Radsport-Tour: OWL macht Eindruck

Von Hans Peter Tipp
Minden/Goslar (WB). 10 000 Zuschauer brachten am Vormittag in Minden die Radprofis auf Touren. Diesen Rückenwind aus Ostwestfalen nutzte Jens Voigt nachmittags in Goslar zum ersten Etappensieg eines deutschen Stars bei der Deutschland-Tour 2006.

Der Berliner setzte sich gestern bei der zweiten Etappe über 181,5 Kilometer aus einem Ausreißertrio, den er 15 Kilometer vor dem Ziel initiiert hatte, gegen Davide Rebellin (Italien) und Andrej Kaschetschkin (Kasachstan) durch, weil er eine pfiffigere Taktik gewählt hatte.
Er trat er früh an und verblüffte die Konkurrenz.

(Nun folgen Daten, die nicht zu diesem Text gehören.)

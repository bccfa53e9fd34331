//! Human-readable summary renderer for entry set diffs.

use crate::diff::model::DiffResult;

/// Render the per-run change counts, one per line
///
/// Informational only; used for the console report.
pub fn render_human_summary(diff: &DiffResult) -> String {
    format!(
        "➕ Added: {}\n✔ Unchanged: {}\n➖ Removed: {}",
        diff.added, diff.unchanged, diff.removed
    )
}

#[cfg(test)]
mod tests {
    use super::*;

    #[test]
    fn test_summary_lists_all_counts() {
        let summary = render_human_summary(&DiffResult {
            added: 3,
            unchanged: 7,
            removed: 0,
        });
        let lines: Vec<&str> = summary.lines().collect();
        assert_eq!(lines, ["➕ Added: 3", "✔ Unchanged: 7", "➖ Removed: 0"]);
    }
}
//! Diff output types.

use serde::{Deserialize, Serialize};

/// Counts of added, unchanged and removed entries between two entry sets
///
/// A summary only; never persisted and recomputed on every run.
#[derive(Debug, Clone, Copy, Default, PartialEq, Eq, Serialize, Deserialize)]
pub struct DiffResult {
    /// Entries in the new set but not the old
    pub added: usize,
    /// Entries in both sets
    pub unchanged: usize,
    /// Entries in the old set but not the new
    pub removed: usize,
}

impl DiffResult {
    /// True when nothing was added or removed; no write is needed
    pub fn is_noop(&self) -> bool {
        self.added == 0 && self.removed == 0
    }
}
//! Blocking HTTP acquisition.

use reqwest::blocking::Client;
use reqwest::{Proxy, StatusCode};
use subdecode_core::AcquireError;

use crate::options::FetchOptions;

/// HTTP GET settings validated once per run
///
/// The proxy is parsed up front; the client itself is built per request so
/// a build failure is reported against the URL being fetched.
#[derive(Debug, Clone)]
pub struct HttpFetcher {
    options: FetchOptions,
    proxy: Option<Proxy>,
}

impl HttpFetcher {
    /// Validate `options`
    ///
    /// ## Errors
    ///
    /// - `AcquireError::InvalidProxy` when the proxy URL is rejected
    pub fn new(options: &FetchOptions) -> Result<Self, AcquireError> {
        let proxy = match &options.proxy {
            Some(proxy) => Some(Proxy::all(proxy.expose().as_str()).map_err(|e| {
                AcquireError::InvalidProxy {
                    reason: e.to_string(),
                }
            })?),
            None => None,
        };

        Ok(Self {
            options: options.clone(),
            proxy,
        })
    }

    fn client(&self, url: &str) -> Result<Client, AcquireError> {
        let builder = Client::builder()
            .user_agent(self.options.user_agent.header_value())
            .timeout(self.options.timeout)
            .connect_timeout(self.options.connect_timeout);

        // environment proxy variables are ignored; only an explicit proxy applies
        let builder = match &self.proxy {
            Some(proxy) => builder.proxy(proxy.clone()),
            None => builder.no_proxy(),
        };

        builder.build().map_err(|e| client_setup_error(url, e))
    }

    /// GET `url` and return the body bytes
    ///
    /// Only `200 OK` is a success. No retries are performed.
    ///
    /// ## Errors
    ///
    /// - `AcquireError::Timeout`, `AcquireError::Connection` or
    ///   `AcquireError::InvalidUrl` for transport failures
    /// - `AcquireError::HttpStatus` for any status other than 200
    pub fn fetch(&self, url: &str) -> Result<Vec<u8>, AcquireError> {
        tracing::debug!(source_id = url, "sending request");

        let client = self.client(url)?;
        let response = client
            .get(url)
            .send()
            .map_err(|e| map_request_error(url, e))?;

        let status = response.status();
        if status != StatusCode::OK {
            return Err(AcquireError::HttpStatus {
                source_id: url.to_string(),
                status: status.as_u16(),
                reason: status.to_string(),
            });
        }

        let body = response.bytes().map_err(|e| map_request_error(url, e))?;
        tracing::debug!(source_id = url, bytes = body.len() as u64, "response received");
        Ok(body.to_vec())
    }
}

fn client_setup_error(url: &str, err: impl std::fmt::Display) -> AcquireError {
    AcquireError::Connection {
        source_id: url.to_string(),
        reason: format!("HTTP client setup failed: {}", err),
    }
}

fn map_request_error(url: &str, err: reqwest::Error) -> AcquireError {
    let source_id = url.to_string();
    if err.is_timeout() {
        AcquireError::Timeout { source_id }
    } else if err.is_builder() {
        AcquireError::InvalidUrl {
            source_id,
            reason: err.to_string(),
        }
    } else {
        AcquireError::Connection {
            source_id,
            reason: err.to_string(),
        }
    }
}
use subdecode_core::errors::{AcquireError, ExError, ExErrorKind, NotifyError, SyncError};

#[test]
fn test_acquire_kinds_are_distinct() {
    let cases = [
        (
            AcquireError::Timeout {
                source_id: "u".to_string(),
            },
            ExErrorKind::Timeout,
        ),
        (
            AcquireError::Connection {
                source_id: "u".to_string(),
                reason: "r".to_string(),
            },
            ExErrorKind::Connection,
        ),
        (
            AcquireError::InvalidUrl {
                source_id: "u".to_string(),
                reason: "r".to_string(),
            },
            ExErrorKind::InvalidUrl,
        ),
        (
            AcquireError::NotFound {
                path: "p".to_string(),
            },
            ExErrorKind::NotFound,
        ),
        (
            AcquireError::UnrecognizedSource {
                input: "??".to_string(),
            },
            ExErrorKind::UnrecognizedSource,
        ),
    ];

    for (err, kind) in cases {
        assert_eq!(err.kind(), kind);
        let ex_err: ExError = SyncError::from(err).into();
        assert_eq!(ex_err.kind(), kind);
        assert_eq!(ex_err.op(), Some("acquire"));
    }
}

#[test]
fn test_persist_maps_to_persistence() {
    let ex_err: ExError = SyncError::Persist {
        key: "example.com_sub-1234abcd".to_string(),
        op: "rename_artifact_temp".to_string(),
        reason: "permission denied".to_string(),
    }
    .into();

    assert_eq!(ex_err.kind(), ExErrorKind::Persistence);
    assert_eq!(ex_err.code(), "ERR_PERSISTENCE");
    assert_eq!(ex_err.op(), Some("rename_artifact_temp"));
    assert_eq!(ex_err.source_id(), Some("example.com_sub-1234abcd"));
}

#[test]
fn test_empty_source_message_names_prior_count() {
    let err = SyncError::EmptySource {
        source_id: "https://example.com/sub".to_string(),
        prior: 12,
    };
    assert!(err.to_string().contains("12"));

    let ex_err: ExError = err.into();
    assert_eq!(ex_err.kind(), ExErrorKind::EmptySource);
}

#[test]
fn test_notify_error_maps_to_notify_kind() {
    let ex_err: ExError = NotifyError::Unavailable {
        reason: "no display".to_string(),
    }
    .into();
    assert_eq!(ex_err.kind(), ExErrorKind::Notify);
    assert!(ex_err.message().contains("no display"));
}

#[test]
fn test_acquire_messages_are_human_readable() {
    let err = AcquireError::UnrecognizedSource {
        input: "not-a-thing".to_string(),
    };
    assert_eq!(
        err.to_string(),
        "Input is neither a valid URL nor an existing file: not-a-thing"
    );
}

Voigt: »Mein Ziel war es, als Erster durch die letzte Kurve zu fahren.« Vor Schreck setzte der Italiener in der Zielkurve mit der Pedale auf, rutschte fast weg, und der Weg für Voigt war frei. »Ich bin froh, dass ich auch in Deutschland gewonnen habe«, sagte der 34-Jährige, der zuletzt bei der Tour de France vorn lag. Wegen seiner gradlinigen Art gilt Voigt neben Erik Zabel als beliebtester deutscher Radprofi. Auch in Goslar trug er sein Herz auf der Zunge: »Der Sieg ist wie ein Befreiungsschlag: Ich bin noch da.« Es war aber auch Wut im Spiel, denn beim Start in Minden hatte ein Fernseh-Team von »Spiegel TV« mit der Frage »Heute schon gedopt?« für Unmut unter den Profis gesorgt -Ê insbesondere bei Aktivensprecher Voigt.

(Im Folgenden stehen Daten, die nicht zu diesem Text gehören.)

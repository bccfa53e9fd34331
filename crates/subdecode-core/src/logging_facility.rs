//! Structured logging facility for SubDecode
//!
//! This module provides:
//! - Single initialization point via `init(profile)`
//! - Structured logging macros (`log_op_start!`, `log_op_end!`, `log_op_error!`)
//! - Test capture mode for deterministic assertions
//!
//! Logs are written to stderr; stdout is reserved for the run report.
//!
//! # Usage
//!
//! ```rust
//! use subdecode_core::logging_facility::{init, Profile};
//!
//! init(Profile::Development);
//! ```

pub mod init;
pub mod macros;
pub mod test_capture;

pub use init::{init, Profile};
pub use test_capture::{init_test_capture, CapturedEvent, TestCapture};
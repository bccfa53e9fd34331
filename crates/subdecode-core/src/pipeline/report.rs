//! Result of a successful run.

use crate::diff::DiffResult;
use crate::encoding::SourceEncoding;
use crate::key::ArtifactKey;
use crate::pipeline::state::StateTrace;
use crate::source::Origin;
use serde::Serialize;
use subdecode_core_types::RunId;

#[derive(Debug, Clone, Copy, PartialEq, Eq, Serialize)]
#[serde(rename_all = "snake_case")]
pub enum RunOutcome {
    /// The artifact was written
    Updated,
    /// Nothing added or removed; the artifact was left alone
    UpToDate,
}

/// Everything the caller needs to report one run
#[derive(Debug, Clone, Serialize)]
pub struct RunReport {
    pub run_id: RunId,
    pub source_id: String,
    pub origin: Origin,
    pub encoding: SourceEncoding,
    pub artifact_key: ArtifactKey,
    pub artifact_location: String,
    /// Size of the new entry set
    pub entries: usize,
    pub diff: DiffResult,
    pub outcome: RunOutcome,
    /// Whether the notifier ran and succeeded
    pub notified: bool,
    pub states: StateTrace,
}
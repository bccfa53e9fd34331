//! Canonical logging macros
//!
//! Operation boundaries (one start, one end or end_error) are logged by the
//! pipeline only. Store and fetch layers use plain `tracing::debug!`.

/// Log the start of an operation
///
/// # Example
///
/// ```
/// # use subdecode_core::log_op_start;
/// log_op_start!("sync_run");
/// log_op_start!("sync_run", source_id = "https://example.com/sub");
/// ```
#[macro_export]
macro_rules! log_op_start {
    ($op:expr) => {
        tracing::info!(
            component = module_path!(),
            op = $op,
            event = $crate::core_types::schema::EVENT_START,
        );
    };
    ($op:expr, $($field:tt)*) => {
        tracing::info!(
            component = module_path!(),
            op = $op,
            event = $crate::core_types::schema::EVENT_START,
            $($field)*
        );
    };
}

/// Log the successful end of an operation
///
/// # Example
///
/// ```
/// # use subdecode_core::log_op_end;
/// log_op_end!("sync_run", duration_ms = 42);
/// ```
#[macro_export]
macro_rules! log_op_end {
    ($op:expr, duration_ms = $duration:expr) => {
        tracing::info!(
            component = module_path!(),
            op = $op,
            event = $crate::core_types::schema::EVENT_END,
            duration_ms = $duration,
        );
    };
    ($op:expr, duration_ms = $duration:expr, $($field:tt)*) => {
        tracing::info!(
            component = module_path!(),
            op = $op,
            event = $crate::core_types::schema::EVENT_END,
            duration_ms = $duration,
            $($field)*
        );
    };
}

/// Log an operation error
///
/// Accepts anything convertible into [`ExError`](crate::errors::ExError).
///
/// # Example
///
/// ```
/// # use subdecode_core::log_op_error;
/// # use subdecode_core::errors::{AcquireError, SyncError};
/// let err = SyncError::from(AcquireError::Timeout { source_id: "https://x".to_string() });
/// log_op_error!("sync_run", err, duration_ms = 10);
/// ```
#[macro_export]
macro_rules! log_op_error {
    ($op:expr, $err:expr, duration_ms = $duration:expr) => {{
        let ex_err: $crate::errors::ExError = $err.into();
        tracing::error!(
            component = module_path!(),
            op = $op,
            event = $crate::core_types::schema::EVENT_END_ERROR,
            duration_ms = $duration,
            err_kind = ?ex_err.kind(),
            err_code = ex_err.code(),
            err_message = %ex_err,
        );
    }};
    ($op:expr, $err:expr, duration_ms = $duration:expr, $($field:tt)*) => {{
        let ex_err: $crate::errors::ExError = $err.into();
        tracing::error!(
            component = module_path!(),
            op = $op,
            event = $crate::core_types::schema::EVENT_END_ERROR,
            duration_ms = $duration,
            err_kind = ?ex_err.kind(),
            err_code = ex_err.code(),
            err_message = %ex_err,
            $($field)*
        );
    }};
}
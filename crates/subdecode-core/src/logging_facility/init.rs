//! Logging initialization module
//!
//! Provides a single initialization point for the logging facility.

use std::sync::Once;
use tracing_subscriber::{util::SubscriberInitExt, EnvFilter};

/// Logging profile configuration
#[derive(Debug, Clone, Copy, PartialEq, Eq)]
pub enum Profile {
    /// Human-readable output, warnings only unless verbose
    Cli,
    /// Human-readable output with debug level
    Development,
    /// JSON structured output with info level
    Production,
    /// Test capture mode for deterministic testing
    Test,
}

impl Profile {
    /// Filter used when `RUST_LOG` is not set
    pub fn default_filter(&self) -> &'static str {
        match self {
            Profile::Cli => "warn",
            Profile::Development => {
                "subdecode_core=debug,subdecode_store=debug,subdecode_fetch=debug,subdecode_cli=debug"
            }
            Profile::Production => "info",
            Profile::Test => "trace",
        }
    }
}

static INIT_ONCE: Once = Once::new();

/// Initialize the logging facility
///
/// Safe to call more than once; only the first call installs a subscriber.
/// `RUST_LOG` overrides the profile's default filter.
pub fn init(profile: Profile) {
    INIT_ONCE.call_once(|| {
        let filter = EnvFilter::try_from_default_env()
            .unwrap_or_else(|_| EnvFilter::new(profile.default_filter()));
        // try_init: a test capture subscriber may already be installed
        let _ = match profile {
            Profile::Cli | Profile::Development => tracing_subscriber::fmt()
                .with_writer(std::io::stderr)
                .with_env_filter(filter)
                .finish()
                .try_init(),
            Profile::Production => tracing_subscriber::fmt()
                .json()
                .with_writer(std::io::stderr)
                .with_env_filter(filter)
                .finish()
                .try_init(),
            Profile::Test => tracing_subscriber::registry().try_init(),
        };
    });
}
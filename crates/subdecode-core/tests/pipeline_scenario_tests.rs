#![allow(clippy::unwrap_used, clippy::expect_used)]

mod common;

use common::{
    FailingAcquirer, MemoryStore, RecordingNotifier, StaticAcquirer, UnavailableNotifier,
};
use subdecode_core::encoding::encode;
use subdecode_core::{
    AcquireError, DiffResult, EmptySourcePolicy, NoopNotifier, Pipeline, PipelineConfig,
    PipelineState, RunOutcome, Source, SourceEncoding, SyncError,
};

const URL: &str = "https://example.com/sub";

#[test]
fn test_plain_update_overwrites_artifact() {
    // Prior ["a","b"], plain fetch "b\nc\nc\n"
    let store = MemoryStore::with_artifact(URL, "a\nb");
    let acquirer = StaticAcquirer::text("b\nc\nc\n");
    let notifier = RecordingNotifier::default();

    let report = Pipeline::new(&acquirer, &store, &notifier)
        .run(&Source::remote(URL))
        .unwrap();

    assert_eq!(report.encoding, SourceEncoding::Plain);
    assert_eq!(
        report.diff,
        DiffResult {
            added: 1,
            unchanged: 1,
            removed: 1
        }
    );
    assert_eq!(report.outcome, RunOutcome::Updated);
    assert_eq!(report.entries, 2);
    assert_eq!(store.artifact(URL).as_deref(), Some("b\nc"));
    assert_eq!(notifier.received.borrow().as_slice(), ["b\nc"]);
    assert!(report.notified);
}

#[test]
fn test_encoded_first_run_creates_artifact() {
    let store = MemoryStore::default();
    let acquirer = StaticAcquirer::text(&encode("x\ny\n"));

    let report = Pipeline::new(&acquirer, &store, &NoopNotifier)
        .run(&Source::remote(URL))
        .unwrap();

    assert_eq!(report.encoding, SourceEncoding::Base64);
    assert_eq!(
        report.diff,
        DiffResult {
            added: 2,
            unchanged: 0,
            removed: 0
        }
    );
    assert_eq!(store.artifact(URL).as_deref(), Some("x\ny"));
}

#[test]
fn test_unchanged_source_skips_persistence() {
    let store = MemoryStore::with_artifact(URL, "a\nb");
    let acquirer = StaticAcquirer::text("b\n a \nb\n");
    let notifier = RecordingNotifier::default();

    let report = Pipeline::new(&acquirer, &store, &notifier)
        .run(&Source::remote(URL))
        .unwrap();

    assert_eq!(report.outcome, RunOutcome::UpToDate);
    assert_eq!(report.diff.unchanged, 2);
    assert_eq!(store.save_count(), 0);
    assert!(notifier.received.borrow().is_empty());
    assert!(!report.notified);
    assert!(report.states.contains(&PipelineState::Skipping));
    assert!(!report.states.contains(&PipelineState::Persisting));
    // prior text left byte-for-byte alone
    assert_eq!(store.artifact(URL).as_deref(), Some("a\nb"));
}

#[test]
fn test_second_run_is_idempotent() {
    let store = MemoryStore::default();
    let acquirer = StaticAcquirer::text("x\ny\nx\n");
    let pipeline = Pipeline::new(&acquirer, &store, &NoopNotifier);

    let first = pipeline.run(&Source::remote(URL)).unwrap();
    let second = pipeline.run(&Source::remote(URL)).unwrap();

    assert_eq!(first.outcome, RunOutcome::Updated);
    assert_eq!(second.outcome, RunOutcome::UpToDate);
    assert_eq!(store.save_count(), 1);
}

#[test]
fn test_acquisition_failure_leaves_artifact_untouched() {
    let store = MemoryStore::with_artifact(URL, "a\nb");
    let acquirer = FailingAcquirer(AcquireError::Timeout {
        source_id: URL.to_string(),
    });

    let err = Pipeline::new(&acquirer, &store, &NoopNotifier)
        .run(&Source::remote(URL))
        .unwrap_err();

    assert!(matches!(
        err,
        SyncError::Acquire(AcquireError::Timeout { .. })
    ));
    assert_eq!(store.save_count(), 0);
    assert_eq!(store.artifact(URL).as_deref(), Some("a\nb"));
}

#[test]
fn test_persist_failure_is_fatal() {
    let store = MemoryStore::failing();
    let acquirer = StaticAcquirer::text("x\n");
    let notifier = RecordingNotifier::default();

    let err = Pipeline::new(&acquirer, &store, &notifier)
        .run(&Source::remote(URL))
        .unwrap_err();

    assert!(matches!(err, SyncError::Persist { .. }));
    assert!(notifier.received.borrow().is_empty());
}

#[test]
fn test_notifier_failure_is_not_fatal() {
    let store = MemoryStore::default();
    let acquirer = StaticAcquirer::text("x\n");

    let report = Pipeline::new(&acquirer, &store, &UnavailableNotifier)
        .run(&Source::remote(URL))
        .unwrap();

    assert_eq!(report.outcome, RunOutcome::Updated);
    assert!(!report.notified);
    assert_eq!(store.artifact(URL).as_deref(), Some("x"));
    assert_eq!(report.states.current(), &PipelineState::Done);
}

#[test]
fn test_empty_source_refused_by_default() {
    let store = MemoryStore::with_artifact(URL, "a\nb");
    let acquirer = StaticAcquirer::text("  \n\n");

    let err = Pipeline::new(&acquirer, &store, &NoopNotifier)
        .run(&Source::remote(URL))
        .unwrap_err();

    assert_eq!(
        err,
        SyncError::EmptySource {
            source_id: URL.to_string(),
            prior: 2
        }
    );
    assert_eq!(store.artifact(URL).as_deref(), Some("a\nb"));
}

#[test]
fn test_empty_source_overwrites_when_allowed() {
    let store = MemoryStore::with_artifact(URL, "a\nb");
    let acquirer = StaticAcquirer::text("");
    let config = PipelineConfig::default().with_empty_source_policy(EmptySourcePolicy::Overwrite);

    let report = Pipeline::new(&acquirer, &store, &NoopNotifier)
        .with_config(config)
        .run(&Source::remote(URL))
        .unwrap();

    assert_eq!(report.diff.removed, 2);
    assert_eq!(report.outcome, RunOutcome::Updated);
    assert_eq!(store.artifact(URL).as_deref(), Some(""));
}

#[test]
fn test_empty_source_without_prior_is_noop() {
    let store = MemoryStore::default();
    let acquirer = StaticAcquirer::text("\n");

    let report = Pipeline::new(&acquirer, &store, &NoopNotifier)
        .run(&Source::remote(URL))
        .unwrap();

    assert_eq!(report.outcome, RunOutcome::UpToDate);
    assert_eq!(store.save_count(), 0);
}

#[test]
fn test_local_file_payload_is_classified_too() {
    let store = MemoryStore::default();
    let acquirer = StaticAcquirer::text(&encode("ss://one\nss://two"));
    let source = Source::local_file("subs/list.b64");

    let report = Pipeline::new(&acquirer, &store, &NoopNotifier)
        .run(&source)
        .unwrap();

    assert_eq!(report.encoding, SourceEncoding::Base64);
    assert_eq!(
        store.artifact("subs/list.b64").as_deref(),
        Some("ss://one\nss://two")
    );
}

#[test]
fn test_state_trace_for_update_run() {
    let store = MemoryStore::default();
    let acquirer = StaticAcquirer::text("x");

    let report = Pipeline::new(&acquirer, &store, &NoopNotifier)
        .run(&Source::remote(URL))
        .unwrap();

    assert_eq!(
        report.states.visited(),
        [
            PipelineState::Idle,
            PipelineState::Fetching,
            PipelineState::Classifying,
            PipelineState::Normalizing,
            PipelineState::LoadingPrior,
            PipelineState::Diffing,
            PipelineState::Deciding,
            PipelineState::Persisting,
            PipelineState::Notifying,
            PipelineState::Done,
        ]
    );
}

#[test]
fn test_short_plain_list_is_not_decoded() {
    // "a" and "b" join to valid base64 only when the line break is ignored
    let store = MemoryStore::default();
    let acquirer = StaticAcquirer::text("a\nb");

    let report = Pipeline::new(&acquirer, &store, &NoopNotifier)
        .run(&Source::remote(URL))
        .unwrap();

    assert_eq!(report.encoding, SourceEncoding::Plain);
    assert_eq!(report.diff.added, 2);
    assert_eq!(store.artifact(URL).as_deref(), Some("a\nb"));
}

Das Gelbe Trikot des Gesamtführenden verteidigte wie tags zuvor in Bielefeld der Russe Wladimir Gusew. Die Bergvariante ging als Trostpflaster für den entgangenen Sieg an Rebellin.

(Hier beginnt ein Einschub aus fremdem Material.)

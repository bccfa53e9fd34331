//! SubDecode CLI
//!
//! Fetch, decode, deduplicate and copy subscription links.

use clap::{CommandFactory, Parser, ValueEnum};
use subdecode_core::logging_facility::{self, Profile};

mod clipboard;
mod commands;

/// Log output format
#[derive(Debug, Clone, Copy, Default, PartialEq, Eq, ValueEnum)]
pub enum LogFormat {
    /// Human-readable lines
    #[default]
    Pretty,
    /// One JSON object per event
    Json,
}

#[derive(Debug, Parser)]
#[command(name = "subdecode")]
#[command(version)]
#[command(
    about = "SubDecode - fetch, decode, deduplicate, and copy subscription links",
    long_about = None
)]
struct Cli {
    #[command(flatten)]
    sync: commands::sync::SyncArgs,

    /// Log output format (logs go to stderr)
    #[arg(long, value_enum, default_value_t = LogFormat::Pretty)]
    log_format: LogFormat,

    /// Enable debug logging
    #[arg(short, long)]
    verbose: bool,
}

impl Cli {
    fn log_profile(&self) -> Profile {
        match (self.log_format, self.verbose) {
            (LogFormat::Json, _) => Profile::Production,
            (LogFormat::Pretty, true) => Profile::Development,
            (LogFormat::Pretty, false) => Profile::Cli,
        }
    }
}

fn main() {
    if std::env::args_os().len() <= 1 {
        let _ = Cli::command().print_help();
        println!();
        return;
    }

    let cli = Cli::parse();
    logging_facility::init(cli.log_profile());

    if let Err(e) = commands::sync::execute(cli.sync) {
        println!("❌ {}", e);
        std::process::exit(1);
    }
}
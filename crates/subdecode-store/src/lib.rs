//! SubDecode Store - filesystem persistence for entry sets
//!
//! Provides:
//! - One UTF-8 text artifact per source under a fixed output directory
//! - Atomic overwrite (temp file, fsync, rename)
//! - Per-key advisory locks serializing load → diff → save

pub mod artifact;
pub mod errors;

// Re-export key types
pub use artifact::{FsStateStore, KeyLock, ARTIFACT_EXTENSION};
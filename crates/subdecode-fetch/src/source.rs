//! Source resolution.

use std::path::Path;

use reqwest::Url;
use subdecode_core::{AcquireError, Source};

/// Resolve user input into a [`Source`]
///
/// A URL with both a scheme and a host is remote; otherwise the input must
/// name an existing file. Anything else is unrecognized.
///
/// ## Errors
///
/// - `AcquireError::UnrecognizedSource` when neither rule applies
pub fn resolve_source(input: &str) -> Result<Source, AcquireError> {
    let input = input.trim();

    if let Ok(url) = Url::parse(input) {
        if !url.scheme().is_empty() && url.has_host() {
            return Ok(Source::remote(input));
        }
    }

    if !input.is_empty() && Path::new(input).is_file() {
        return Ok(Source::local_file(input));
    }

    Err(AcquireError::UnrecognizedSource {
        input: input.to_string(),
    })
}
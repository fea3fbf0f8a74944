//! Deposit requests for the checkout flow.
//!
//! A deposit sends the user to an external checkout page. This crate validates
//! the deposit form and describes the redirect the backend answers with.

pub mod state;

pub use state::{CheckoutRedirect, Deposit, DepositError, DepositRequest};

Der Besuch in Ostwestfalen hinterließ beim Chef der Rundfahrt einen besseren Eindruck als bei Voigt. »Der Tagesabschnitt von Düsseldorf nach Bielefeld war mit 500 000 Zuschauer an der Strecke die best besuchte Etappe aller Zeiten bei der Deutschland-Tour«, sagte Kai Rapp, »und auch hier in Minden ist der Andrang sehr groß.« So blieb eigentlich nur noch eine Frage, die Rapp der Einfachheit halber gleich selber formulierte: »Warum fahren wir eigentlich nicht öfter hier durch?«
Die Ostwestfalen hätten wohl nichts dagegen, obwohl viele eher aus Neugier auf das Spektakel in die Innenstädte oder an die Strecke gekommen waren. Als Beleg für eine besondere Glaubwürdigkeit des Radsports in der Region sollten die Verantwortlichen den Zuspruch lieber nicht werten.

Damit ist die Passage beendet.